> **Activity**
Output every line from the beginning of the records through the line that contains "pub fn new(config: FlockConfig)", exactly as it appears.

> **Information given**
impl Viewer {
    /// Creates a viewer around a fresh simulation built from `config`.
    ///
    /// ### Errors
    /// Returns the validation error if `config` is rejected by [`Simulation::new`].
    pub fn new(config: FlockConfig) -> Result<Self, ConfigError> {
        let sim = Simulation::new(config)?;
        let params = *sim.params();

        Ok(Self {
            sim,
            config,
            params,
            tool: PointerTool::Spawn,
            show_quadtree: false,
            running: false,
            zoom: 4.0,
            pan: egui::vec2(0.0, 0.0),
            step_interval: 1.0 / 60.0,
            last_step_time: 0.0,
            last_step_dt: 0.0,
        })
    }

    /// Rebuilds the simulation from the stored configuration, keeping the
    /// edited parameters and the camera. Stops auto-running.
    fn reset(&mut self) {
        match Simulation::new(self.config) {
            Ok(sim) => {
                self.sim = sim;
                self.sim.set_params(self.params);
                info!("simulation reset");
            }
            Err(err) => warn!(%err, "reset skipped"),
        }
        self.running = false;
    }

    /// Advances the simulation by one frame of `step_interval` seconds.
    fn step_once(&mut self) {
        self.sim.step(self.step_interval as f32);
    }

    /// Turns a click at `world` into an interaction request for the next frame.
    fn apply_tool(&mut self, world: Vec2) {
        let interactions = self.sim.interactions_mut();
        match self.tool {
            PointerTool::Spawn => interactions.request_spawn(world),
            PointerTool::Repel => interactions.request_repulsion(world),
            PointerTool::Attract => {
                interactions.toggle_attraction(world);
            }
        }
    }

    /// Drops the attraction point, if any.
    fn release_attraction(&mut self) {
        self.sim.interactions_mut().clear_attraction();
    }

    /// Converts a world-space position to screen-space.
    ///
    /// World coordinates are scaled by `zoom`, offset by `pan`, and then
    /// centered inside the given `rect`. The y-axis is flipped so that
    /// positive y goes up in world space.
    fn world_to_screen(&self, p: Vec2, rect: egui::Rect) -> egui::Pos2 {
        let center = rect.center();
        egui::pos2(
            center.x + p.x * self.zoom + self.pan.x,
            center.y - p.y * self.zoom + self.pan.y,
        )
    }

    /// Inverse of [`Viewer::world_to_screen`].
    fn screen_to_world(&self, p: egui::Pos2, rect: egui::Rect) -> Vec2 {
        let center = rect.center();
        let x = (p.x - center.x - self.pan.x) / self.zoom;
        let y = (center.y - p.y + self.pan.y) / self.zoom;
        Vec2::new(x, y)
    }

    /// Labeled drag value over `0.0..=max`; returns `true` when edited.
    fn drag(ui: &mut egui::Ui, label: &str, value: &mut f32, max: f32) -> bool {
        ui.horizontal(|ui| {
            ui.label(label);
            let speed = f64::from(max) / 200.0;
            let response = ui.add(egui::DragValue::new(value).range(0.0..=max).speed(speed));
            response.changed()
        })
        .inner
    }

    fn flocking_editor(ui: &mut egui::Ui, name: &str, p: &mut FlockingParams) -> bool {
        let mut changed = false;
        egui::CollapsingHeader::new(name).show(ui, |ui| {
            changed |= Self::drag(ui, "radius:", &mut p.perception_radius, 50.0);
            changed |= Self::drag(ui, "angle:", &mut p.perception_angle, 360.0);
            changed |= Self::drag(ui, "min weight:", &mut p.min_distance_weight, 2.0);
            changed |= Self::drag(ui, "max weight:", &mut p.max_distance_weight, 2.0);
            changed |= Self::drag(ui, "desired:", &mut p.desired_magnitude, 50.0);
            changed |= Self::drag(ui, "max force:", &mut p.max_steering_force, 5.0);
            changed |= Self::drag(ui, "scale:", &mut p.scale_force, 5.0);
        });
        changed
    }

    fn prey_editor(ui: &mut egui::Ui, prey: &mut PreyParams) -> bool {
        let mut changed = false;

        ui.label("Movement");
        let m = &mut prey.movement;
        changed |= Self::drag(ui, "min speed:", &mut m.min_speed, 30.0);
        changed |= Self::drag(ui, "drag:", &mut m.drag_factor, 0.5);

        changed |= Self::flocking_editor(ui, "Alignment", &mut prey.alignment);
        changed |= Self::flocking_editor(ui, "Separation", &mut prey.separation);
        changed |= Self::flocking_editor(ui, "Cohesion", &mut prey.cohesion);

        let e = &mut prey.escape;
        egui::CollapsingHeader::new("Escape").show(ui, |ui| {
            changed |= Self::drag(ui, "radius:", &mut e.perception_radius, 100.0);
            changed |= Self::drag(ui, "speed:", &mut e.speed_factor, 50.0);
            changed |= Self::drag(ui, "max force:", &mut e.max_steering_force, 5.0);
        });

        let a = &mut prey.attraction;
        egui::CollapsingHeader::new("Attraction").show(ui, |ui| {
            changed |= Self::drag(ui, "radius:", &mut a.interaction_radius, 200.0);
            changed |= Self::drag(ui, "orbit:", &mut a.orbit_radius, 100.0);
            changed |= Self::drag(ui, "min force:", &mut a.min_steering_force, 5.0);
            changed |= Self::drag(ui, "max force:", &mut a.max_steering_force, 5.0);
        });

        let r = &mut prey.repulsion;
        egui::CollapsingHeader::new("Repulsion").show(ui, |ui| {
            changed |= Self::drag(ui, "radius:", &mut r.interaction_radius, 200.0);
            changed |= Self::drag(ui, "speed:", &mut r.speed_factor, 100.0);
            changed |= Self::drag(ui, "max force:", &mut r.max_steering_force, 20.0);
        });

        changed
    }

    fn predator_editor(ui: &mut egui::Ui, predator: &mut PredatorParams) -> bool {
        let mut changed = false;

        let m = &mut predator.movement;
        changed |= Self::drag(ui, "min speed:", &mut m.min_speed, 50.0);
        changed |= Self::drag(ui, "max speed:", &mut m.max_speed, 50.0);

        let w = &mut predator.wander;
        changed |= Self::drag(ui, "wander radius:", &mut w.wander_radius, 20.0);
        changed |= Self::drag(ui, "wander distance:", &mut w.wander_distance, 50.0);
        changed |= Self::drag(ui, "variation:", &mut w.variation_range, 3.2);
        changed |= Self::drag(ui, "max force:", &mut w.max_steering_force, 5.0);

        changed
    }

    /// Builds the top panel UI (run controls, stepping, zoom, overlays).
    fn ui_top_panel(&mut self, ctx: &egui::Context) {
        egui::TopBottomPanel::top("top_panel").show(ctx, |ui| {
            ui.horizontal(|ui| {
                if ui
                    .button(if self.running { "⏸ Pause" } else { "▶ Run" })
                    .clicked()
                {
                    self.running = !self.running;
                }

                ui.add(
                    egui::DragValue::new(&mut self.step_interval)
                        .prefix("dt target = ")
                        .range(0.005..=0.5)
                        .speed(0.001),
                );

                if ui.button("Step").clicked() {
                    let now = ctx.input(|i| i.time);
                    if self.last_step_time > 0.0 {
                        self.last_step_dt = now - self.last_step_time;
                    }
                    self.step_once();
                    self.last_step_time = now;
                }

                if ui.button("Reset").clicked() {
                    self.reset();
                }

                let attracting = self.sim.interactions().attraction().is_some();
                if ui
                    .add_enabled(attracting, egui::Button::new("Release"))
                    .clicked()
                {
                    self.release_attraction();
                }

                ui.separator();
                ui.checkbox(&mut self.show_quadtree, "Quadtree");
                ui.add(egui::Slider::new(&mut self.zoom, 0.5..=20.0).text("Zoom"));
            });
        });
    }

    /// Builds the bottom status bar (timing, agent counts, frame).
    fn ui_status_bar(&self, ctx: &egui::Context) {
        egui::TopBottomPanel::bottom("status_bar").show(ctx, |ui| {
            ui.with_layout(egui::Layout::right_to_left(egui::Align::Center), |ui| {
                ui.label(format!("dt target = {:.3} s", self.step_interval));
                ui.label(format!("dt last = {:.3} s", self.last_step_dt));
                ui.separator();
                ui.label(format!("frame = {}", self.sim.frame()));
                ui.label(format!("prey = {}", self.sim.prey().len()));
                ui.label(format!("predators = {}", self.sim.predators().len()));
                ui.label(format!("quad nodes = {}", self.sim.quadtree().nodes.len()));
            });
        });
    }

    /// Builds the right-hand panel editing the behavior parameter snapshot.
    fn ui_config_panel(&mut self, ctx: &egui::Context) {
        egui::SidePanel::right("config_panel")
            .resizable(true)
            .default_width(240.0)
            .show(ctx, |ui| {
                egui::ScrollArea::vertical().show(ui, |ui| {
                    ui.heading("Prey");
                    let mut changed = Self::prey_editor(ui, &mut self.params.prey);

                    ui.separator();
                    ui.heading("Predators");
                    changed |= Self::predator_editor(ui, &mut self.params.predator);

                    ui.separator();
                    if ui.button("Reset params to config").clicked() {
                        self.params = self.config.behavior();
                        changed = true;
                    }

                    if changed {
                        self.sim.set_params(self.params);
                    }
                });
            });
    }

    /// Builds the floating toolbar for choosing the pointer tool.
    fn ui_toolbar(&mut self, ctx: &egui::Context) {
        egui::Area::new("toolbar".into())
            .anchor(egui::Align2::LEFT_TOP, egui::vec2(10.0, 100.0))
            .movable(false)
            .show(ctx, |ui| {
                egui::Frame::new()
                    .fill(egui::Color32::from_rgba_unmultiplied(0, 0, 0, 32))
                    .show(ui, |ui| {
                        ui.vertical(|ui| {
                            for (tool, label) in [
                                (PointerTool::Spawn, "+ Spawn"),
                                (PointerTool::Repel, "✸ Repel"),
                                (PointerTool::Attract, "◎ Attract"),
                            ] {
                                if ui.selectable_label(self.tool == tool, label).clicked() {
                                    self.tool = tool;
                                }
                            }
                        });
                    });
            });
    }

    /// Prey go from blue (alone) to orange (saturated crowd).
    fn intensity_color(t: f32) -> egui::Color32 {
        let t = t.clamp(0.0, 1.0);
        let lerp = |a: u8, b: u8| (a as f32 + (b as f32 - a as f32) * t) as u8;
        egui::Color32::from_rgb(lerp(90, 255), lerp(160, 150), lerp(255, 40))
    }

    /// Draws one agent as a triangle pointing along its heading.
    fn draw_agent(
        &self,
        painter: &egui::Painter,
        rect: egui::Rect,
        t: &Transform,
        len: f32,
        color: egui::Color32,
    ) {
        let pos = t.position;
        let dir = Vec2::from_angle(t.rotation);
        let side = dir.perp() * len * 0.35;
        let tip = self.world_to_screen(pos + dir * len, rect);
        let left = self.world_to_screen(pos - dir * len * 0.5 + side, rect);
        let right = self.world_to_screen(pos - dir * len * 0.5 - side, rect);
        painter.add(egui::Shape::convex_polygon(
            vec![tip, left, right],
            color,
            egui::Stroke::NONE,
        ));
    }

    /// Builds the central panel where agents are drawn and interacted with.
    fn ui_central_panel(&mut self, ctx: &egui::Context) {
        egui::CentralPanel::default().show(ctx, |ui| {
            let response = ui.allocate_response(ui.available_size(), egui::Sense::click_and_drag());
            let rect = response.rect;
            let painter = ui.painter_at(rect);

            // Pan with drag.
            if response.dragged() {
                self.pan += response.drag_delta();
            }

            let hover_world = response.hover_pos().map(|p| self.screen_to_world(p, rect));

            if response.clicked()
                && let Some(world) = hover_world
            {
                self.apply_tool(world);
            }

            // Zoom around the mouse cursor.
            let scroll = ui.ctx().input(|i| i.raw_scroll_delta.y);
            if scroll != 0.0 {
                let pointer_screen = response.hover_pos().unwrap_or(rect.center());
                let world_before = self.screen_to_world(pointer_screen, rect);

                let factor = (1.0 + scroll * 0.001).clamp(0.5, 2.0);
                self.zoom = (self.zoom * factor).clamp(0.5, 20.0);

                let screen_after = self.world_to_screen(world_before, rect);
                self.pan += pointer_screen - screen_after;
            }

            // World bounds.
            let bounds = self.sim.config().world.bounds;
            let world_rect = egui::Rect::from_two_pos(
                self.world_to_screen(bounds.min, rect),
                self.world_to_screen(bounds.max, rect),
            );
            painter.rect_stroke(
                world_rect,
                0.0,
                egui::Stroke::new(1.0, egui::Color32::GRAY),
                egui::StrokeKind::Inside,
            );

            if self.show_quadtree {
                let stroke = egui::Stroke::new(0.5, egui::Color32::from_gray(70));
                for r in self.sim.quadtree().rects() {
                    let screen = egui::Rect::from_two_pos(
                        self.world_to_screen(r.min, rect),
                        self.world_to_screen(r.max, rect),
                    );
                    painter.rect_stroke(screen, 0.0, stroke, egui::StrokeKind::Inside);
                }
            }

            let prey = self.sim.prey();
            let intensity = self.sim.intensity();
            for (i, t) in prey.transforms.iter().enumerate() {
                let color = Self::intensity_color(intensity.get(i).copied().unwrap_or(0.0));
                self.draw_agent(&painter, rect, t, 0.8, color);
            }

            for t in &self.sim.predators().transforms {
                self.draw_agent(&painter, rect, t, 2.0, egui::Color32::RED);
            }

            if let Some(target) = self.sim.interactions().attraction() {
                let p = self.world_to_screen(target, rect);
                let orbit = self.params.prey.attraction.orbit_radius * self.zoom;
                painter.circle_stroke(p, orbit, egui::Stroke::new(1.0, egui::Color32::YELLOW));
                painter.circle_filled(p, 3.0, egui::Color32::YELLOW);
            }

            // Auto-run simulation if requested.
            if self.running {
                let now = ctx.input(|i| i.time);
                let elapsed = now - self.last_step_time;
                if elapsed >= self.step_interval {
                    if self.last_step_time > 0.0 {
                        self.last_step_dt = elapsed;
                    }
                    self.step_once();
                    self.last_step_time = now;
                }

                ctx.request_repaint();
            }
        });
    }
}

> **Completed exercise**
impl Viewer {
    /// Creates a viewer around a fresh simulation built from `config`.
    ///
    /// ### Errors
    /// Returns the validation error if `config` is rejected by [`Simulation::new`].
    pub fn new(config: FlockConfig) -> Result<Self, ConfigError> {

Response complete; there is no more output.